What is presence and why is it important for leaders? Presence is difficult to measure but we know it when we see it. Or, more accurately, when we feel it. A leader who is present is focused, attentive and engaged. When we experience this kind of leader the quality of their presence inspires us to be more present as well. It may sound a bit like charisma, but presence is not based on personality or style so much as self-awareness and empathy for others.
I remember when I worked at a large technology company and we had to lay off 20 percent of our workforce. The general manager of our division had to break the bad news. What impressed me about her was that she didn’t flinch. But she also didn’t harden up. She demonstrated presence in her ability to remain steady, communicate the situation clearly, and respond openly to the many emotions people were expressing — from relief that they might get a buy-out to anger that they might lose their jobs. She created opportunities for everyone to voice their concerns as well as offer their suggestions for the transition. At one point, she even shared her own experience about how difficult this decision had been. Yes, she was being vulnerable, but not mushy — just direct and inclusive of all of the ways people were experiencing the news.

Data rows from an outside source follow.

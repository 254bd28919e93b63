use crate::error::Result;
use crate::git::Repository;
use crate::ui;

/// Checks the operator's branch back out when dropped.
///
/// Covers every exit path of the backmerge: early returns, `?`, interrupts
/// and panics. Call [`BranchRestoreGuard::restore`] on the success path to
/// see restoration errors instead of having them printed from `drop`.
pub struct BranchRestoreGuard<'a, R: Repository + ?Sized> {
    repo: &'a R,
    original: String,
    armed: bool,
}

impl<'a, R: Repository + ?Sized> BranchRestoreGuard<'a, R> {
    pub fn new(repo: &'a R, original: impl Into<String>) -> Self {
        BranchRestoreGuard {
            repo,
            original: original.into(),
            armed: true,
        }
    }

    /// Restore now and disarm
    pub fn restore(mut self) -> Result<()> {
        self.armed = false;
        restore_branch(self.repo, &self.original)
    }
}

impl<R: Repository + ?Sized> Drop for BranchRestoreGuard<'_, R> {
    fn drop(&mut self) {
        if !self.armed {
            return;
        }
        if let Err(e) = restore_branch(self.repo, &self.original) {
            ui::display_error(&format!(
                "Could not switch back to '{}': {}. Run `git checkout {}` manually.",
                self.original, e, self.original
            ));
        }
    }
}

fn restore_branch<R: Repository + ?Sized>(repo: &R, original: &str) -> Result<()> {
    if repo.current_branch()? != original {
        repo.checkout_branch(original)?;
    }
    Ok(())
}
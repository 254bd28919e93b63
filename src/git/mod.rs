//! Git operations abstraction layer
//!
//! This module provides a trait-based abstraction over the git operations
//! the release pipeline needs, allowing the orchestration to run against a
//! real repository or an in-memory one.
//!
//! # Overview
//!
//! The primary abstraction is the [Repository] trait, a narrow capability
//! set: inspect the work tree, query remotes and ancestry, commit, tag,
//! branch, check out, revert and merge. The implementations are:
//!
//! - [repository::Git2Repository]: A real implementation using the `git2` crate
//! - [mock::MockRepository]: An in-memory commit graph for testing
//!
//! # Usage
//!
//! Pipeline code depends on the [Repository] trait only.
//!
//! ```rust
//! # use git_release::git::Repository;
//! # fn example<R: Repository>(repo: &R) -> git_release::Result<()> {
//! if repo.is_worktree_clean()? {
//!     let head = repo.head_oid()?;
//!     println!("{} is at {}", repo.current_branch()?, head);
//! }
//! # Ok(())
//! # }
//! ```

pub mod mock;
pub mod repository;

pub use mock::MockRepository;
pub use repository::Git2Repository;

use crate::domain::Tag;
use crate::error::Result;
use git2::Oid;
use std::path::{Path, PathBuf};

/// A configured remote and its URLs
#[derive(Debug, Clone, PartialEq, Eq)]
pub struct RemoteInfo {
    pub name: String,
    pub fetch_url: String,
    /// Falls back to the fetch URL when no push URL is configured
    pub push_url: String,
}

/// Version-control capabilities used by the release pipeline
///
/// State queries are never cached by implementations: every call reflects
/// the repository as it is at that moment.
///
/// ## Error Handling
///
/// All methods return [crate::error::Result<T>]. Implementations map
/// underlying errors (like `git2::Error`) to the appropriate
/// [crate::error::GitReleaseError] variants.
pub trait Repository {
    /// Root of the work tree
    fn workdir(&self) -> Result<PathBuf>;

    /// The repository's `.git` directory
    fn git_dir(&self) -> PathBuf;

    /// Name of the checked-out branch; fails on a detached HEAD
    fn current_branch(&self) -> Result<String>;

    /// Commit HEAD points at
    fn head_oid(&self) -> Result<Oid>;

    /// True when no tracked file has staged or unstaged changes; untracked
    /// files do not count
    fn is_worktree_clean(&self) -> Result<bool>;

    /// True when `path` (relative to the work tree) differs from HEAD
    fn is_path_modified(&self, path: &Path) -> Result<bool>;

    /// All configured remotes
    fn list_remotes(&self) -> Result<Vec<RemoteInfo>>;

    /// Refresh remote-tracking branches and tags from `remote`
    fn fetch(&self, remote: &str) -> Result<()>;

    /// Ask `remote` itself whether it has the tag `tag`
    fn remote_tag_exists(&self, remote: &str, tag: &str) -> Result<bool>;

    /// Commit of the remote-tracking branch `remote/branch`, as of the last fetch
    fn remote_branch_head(&self, remote: &str, branch: &str) -> Result<Option<Oid>>;

    /// True when `commit` is `ancestor` or has it in its history
    fn is_descendant_of(&self, commit: Oid, ancestor: Oid) -> Result<bool>;

    /// Parents of `commit`, first parent first
    fn commit_parents(&self, commit: Oid) -> Result<Vec<Oid>>;

    /// Whether the local branch `name` exists
    fn branch_exists(&self, name: &str) -> Result<bool>;

    /// Read a work tree file
    fn read_worktree_file(&self, path: &Path) -> Result<String>;

    /// Overwrite a work tree file
    fn write_worktree_file(&self, path: &Path, contents: &str) -> Result<()>;

    /// Untracked, non-ignored files in the work tree
    fn untracked_paths(&self) -> Result<Vec<PathBuf>>;

    /// Stage every change to tracked files, plus the untracked `new_paths`,
    /// and commit it on HEAD. Other untracked files are left alone.
    fn commit_tracked(&self, new_paths: &[&Path], message: &str) -> Result<Oid>;

    /// Stage only `paths` and commit them on HEAD
    fn commit_paths(&self, paths: &[&Path], message: &str) -> Result<Oid>;

    /// Create an annotated tag; fails if the tag already exists
    fn create_annotated_tag(&self, tag: &Tag) -> Result<Oid>;

    /// Create a local branch at `target`; fails if it already exists
    fn create_branch(&self, name: &str, target: Oid) -> Result<()>;

    /// Delete a local branch that is not checked out
    fn delete_branch(&self, name: &str) -> Result<()>;

    /// Check out a local branch without discarding local modifications
    fn checkout_branch(&self, name: &str) -> Result<()>;

    /// Commit the inverse of `commit` on HEAD
    fn revert_commit(&self, commit: Oid) -> Result<Oid>;

    /// Merge local branch `branch` into HEAD, taking `branch`'s side of any
    /// conflicting hunk, and commit the result with both parents
    fn merge_favoring_incoming(&self, branch: &str, message: &str) -> Result<Oid>;
}
pub mod orchestration;
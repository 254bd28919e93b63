//! Pure formatting functions for UI output.
//!
//! This module contains all display/formatting logic separated from the
//! release pipeline. Functions that build text are pure and testable; the
//! `display_*` functions only print.

use console::style;

use crate::cli::orchestration::ReleaseOutcome;
use crate::context::ReleaseContext;
use crate::sequencer::short;

/// Format and print an error message in red.
pub fn display_error(message: &str) {
    eprintln!("{} {}", style("ERROR:").red().bold(), message);
}

/// Format and print a success message with green checkmark.
pub fn display_success(message: &str) {
    println!("{} {}", style("✓").green(), message);
}

/// Format and print a status message with yellow arrow.
pub fn display_status(message: &str) {
    println!("{} {}", style("→").yellow(), message);
}

/// Format and print a warning in yellow.
pub fn display_warning(message: &str) {
    eprintln!("{} {}", style("⚠ WARNING:").yellow(), message);
}

/// Commands the operator runs to publish the release.
///
/// The tool never pushes; these are printed at the end of a successful run.
pub fn push_commands(ctx: &ReleaseContext, outcome: &ReleaseOutcome) -> Vec<String> {
    let remote = &ctx.fetch_remote_name;
    vec![
        format!("git push {} {}", remote, ctx.original_branch),
        format!("git push {} {}", remote, outcome.tag.name),
        format!("git push {} {}", remote, outcome.backmerge_branch),
    ]
}

/// Display what the run created and how to publish it.
pub fn display_release_summary(ctx: &ReleaseContext, outcome: &ReleaseOutcome) {
    println!("\n{}", style(format!("Release {} prepared", ctx.version)).bold());
    println!("  Doc commit:      {}", short(outcome.doc_commit));
    println!("  Release commit:  {}", short(outcome.release_commit));
    println!(
        "  Tag:             {}",
        style(&outcome.tag.name).green()
    );
    println!("  Dev commit:      {}", short(outcome.dev_commit));
    println!("  Backmerge:       {}", outcome.backmerge_branch);

    println!(
        "\n{} Nothing was pushed. To publish to {}, run:",
        style("→").yellow(),
        ctx.push_url
    );
    for command in push_commands(ctx, outcome) {
        println!("  {}", style(command).cyan());
    }
    println!(
        "Then open a pull request from {} against {}.",
        outcome.backmerge_branch, ctx.mainline_branch
    );
}

/// Tell the operator which refs a failed run left behind.
pub fn display_failure_hint(ctx: &ReleaseContext) {
    eprintln!(
        "Commits already made on '{}' were kept. Inspect them with `git log`, and remove a \
         local tag {} or branches {} / {} before retrying.",
        ctx.original_branch,
        ctx.tag_name(),
        ctx.temp_branch_name,
        ctx.backmerge_branch_name
    );
}
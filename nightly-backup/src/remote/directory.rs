//! Filesystem-backed store: containers are directories, objects are files.
//!
//! Useful for NAS mounts and offline mirrors.

use super::RemoteStore;
use crate::fs::walker::{walk_directory, WalkOptions};
use crate::utils::{BackupError, Result};
use async_trait::async_trait;
use std::io::ErrorKind;
use std::path::{Path, PathBuf};
use tracing::debug;

#[derive(Debug, Clone)]
pub struct DirectoryStore {
    root: PathBuf,
}

impl DirectoryStore {
    pub fn new(root: impl Into<PathBuf>) -> Self {
        Self { root: root.into() }
    }

    fn container_path(&self, container: &str) -> Result<PathBuf> {
        check_component(container)?;
        Ok(self.root.join(container))
    }

    fn object_path(&self, container: &str, name: &str) -> Result<PathBuf> {
        check_component(name)?;
        Ok(self.container_path(container)?.join(name))
    }

    async fn list(&self, dir: PathBuf, dirs: bool) -> Result<Vec<String>> {
        if !tokio::fs::try_exists(&dir).await? {
            return Ok(Vec::new());
        }
        let options = WalkOptions { include_dirs: dirs };
        let entries = tokio::task::spawn_blocking(move || walk_directory(&dir, options))
            .await
            .map_err(std::io::Error::other)??;
        Ok(entries
            .into_iter()
            .filter(|e| e.is_dir == dirs)
            .map(|e| e.name)
            .collect())
    }
}

fn check_component(name: &str) -> Result<()> {
    if name.is_empty() || name == "." || name == ".." || name.contains('/') {
        return Err(BackupError::Remote(format!("invalid name {:?}", name)));
    }
    Ok(())
}

#[async_trait]
impl RemoteStore for DirectoryStore {
    async fn ensure_container(&self, container: &str) -> Result<()> {
        let path = self.container_path(container)?;
        if !tokio::fs::try_exists(&path).await? {
            debug!(container, "Creating container directory");
        }
        tokio::fs::create_dir_all(&path).await?;
        Ok(())
    }

    async fn list_containers(&self) -> Result<Vec<String>> {
        self.list(self.root.clone(), true).await
    }

    async fn list_objects(&self, container: &str) -> Result<Vec<String>> {
        let path = self.container_path(container)?;
        self.list(path, false).await
    }

    async fn object_exists(&self, container: &str, name: &str) -> Result<bool> {
        Ok(tokio::fs::try_exists(self.object_path(container, name)?).await?)
    }

    async fn upload(&self, container: &str, name: &str, path: &Path) -> Result<u64> {
        let target = self.object_path(container, name)?;
        match tokio::fs::copy(path, &target).await {
            Ok(bytes) => Ok(bytes),
            Err(e) if e.kind() == ErrorKind::NotFound && !tokio::fs::try_exists(path).await? => {
                Err(e.into())
            }
            Err(e) if e.kind() == ErrorKind::NotFound => Err(BackupError::Remote(format!(
                "container {} does not exist",
                container
            ))),
            Err(e) => Err(e.into()),
        }
    }

    async fn delete_object(&self, container: &str, name: &str) -> Result<()> {
        tokio::fs::remove_file(self.object_path(container, name)?).await?;
        Ok(())
    }

    async fn delete_container(&self, container: &str) -> Result<()> {
        tokio::fs::remove_dir(self.container_path(container)?).await?;
        Ok(())
    }
}
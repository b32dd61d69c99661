//! Static registry mapping item class names to factories.

use super::{ArchiveItem, BackupItem, CommandItem};
use crate::config::{Config, ItemRecord};
use crate::utils::{BackupError, Result};
use std::collections::{HashMap, HashSet};
use tracing::debug;

/// Class used when a record has no `class` field
pub const DEFAULT_CLASS: &str = "archive";

/// Builds one item from its record
pub type ItemFactory = fn(&ItemRecord, &Config) -> Result<Box<dyn BackupItem>>;

pub struct ItemRegistry {
    factories: HashMap<String, ItemFactory>,
}

impl ItemRegistry {
    /// Empty registry
    pub fn new() -> Self {
        Self {
            factories: HashMap::new(),
        }
    }

    /// Registry with the `archive` and `command` classes
    pub fn with_builtins() -> Self {
        let mut registry = Self::new();
        registry.register(DEFAULT_CLASS, ArchiveItem::from_record);
        registry.register("command", CommandItem::from_record);
        registry
    }

    /// Register (or replace) a class
    pub fn register(&mut self, class: &str, factory: ItemFactory) {
        debug!(class, "Registered item class");
        self.factories.insert(class.to_string(), factory);
    }

    pub fn contains(&self, class: &str) -> bool {
        self.factories.contains_key(class)
    }

    /// Instantiate every configured item, in order.
    ///
    /// Unknown classes, duplicate names and two items writing the same
    /// `<name><extension>` artifact are configuration errors.
    pub fn instantiate(&self, config: &Config) -> Result<Vec<Box<dyn BackupItem>>> {
        let mut names = HashSet::new();
        let mut artifacts: HashMap<String, &str> = HashMap::new();
        let mut items = Vec::with_capacity(config.items.len());

        for record in &config.items {
            if !names.insert(record.name.as_str()) {
                return Err(BackupError::Config(format!(
                    "duplicate item name {:?}",
                    record.name
                )));
            }

            let artifact = artifact_name(record, config);
            if let Some(other) = artifacts.insert(artifact.clone(), &record.name) {
                return Err(BackupError::Config(format!(
                    "items {} and {} both write {}",
                    other, record.name, artifact
                )));
            }

            let class = record.class.as_deref().unwrap_or(DEFAULT_CLASS);
            let factory = self.factories.get(class).ok_or_else(|| {
                BackupError::Config(format!(
                    "item {}: unknown class {:?}",
                    record.name, class
                ))
            })?;
            items.push(factory(record, config)?);
        }

        Ok(items)
    }
}

/// Artifact file name a record produces with the built-in naming scheme
fn artifact_name(record: &ItemRecord, config: &Config) -> String {
    let extension = record
        .params
        .get("extension")
        .and_then(|v| v.as_str())
        .unwrap_or(&config.pipeline.extension);
    format!("{}{}", record.name, extension)
}

impl Default for ItemRegistry {
    fn default() -> Self {
        Self::with_builtins()
    }
}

Mindfulness practice can help us cultivate our own leadership presence — especially in difficult situations. This can be very beneficial in the workplace. Typically when faced with a problem we try to think our way out of it. Perhaps we mull it over and try to explore it from many different points of view. We might recall times when something like this happened in the past or fantasize about future scenarios. Occasionally this can be a helpful approach, but research has shown that we often come up with better solutions if we disengage from obsessive thinking and, instead become mindful of the fullness of our experience in that moment.
When we do this we get in touch with feelings of fear or anxiety that have been keeping our head spinning and face them directly. Through mindfulness we can welcome them with a non-judgmental attitude. When we bring mindful awareness to our actual experience we begin transmuting these feelings and developing empathy for what others may be experiencing as well. Instead of reacting blindly to our feelings we can bring relaxation and curiosity to the moment and new possibilities and solutions can begin to arise. In addition, we experience a sense of well-being that comes from having been courageous.
Perhaps you need to give corrective feedback to an employee or tell your customers their delivery will be late. Instead of thinking about the issue and rehearsing possible strategies try shifting your awareness to your experience of the present moment, which includes all of your thoughts, feelings and bodily sensations. A good place to start is to bring awareness to the experience of breathing — noticing the sensation of your lungs expanding and contracting with each breath. As thoughts arise, gently label them “thinking” and return to the breath. Do the same with feeling and sensation, always returning to the experience of breathing. In this way you can cultivate leadership presence through mindfulness and bring more of who you are to your leadership role.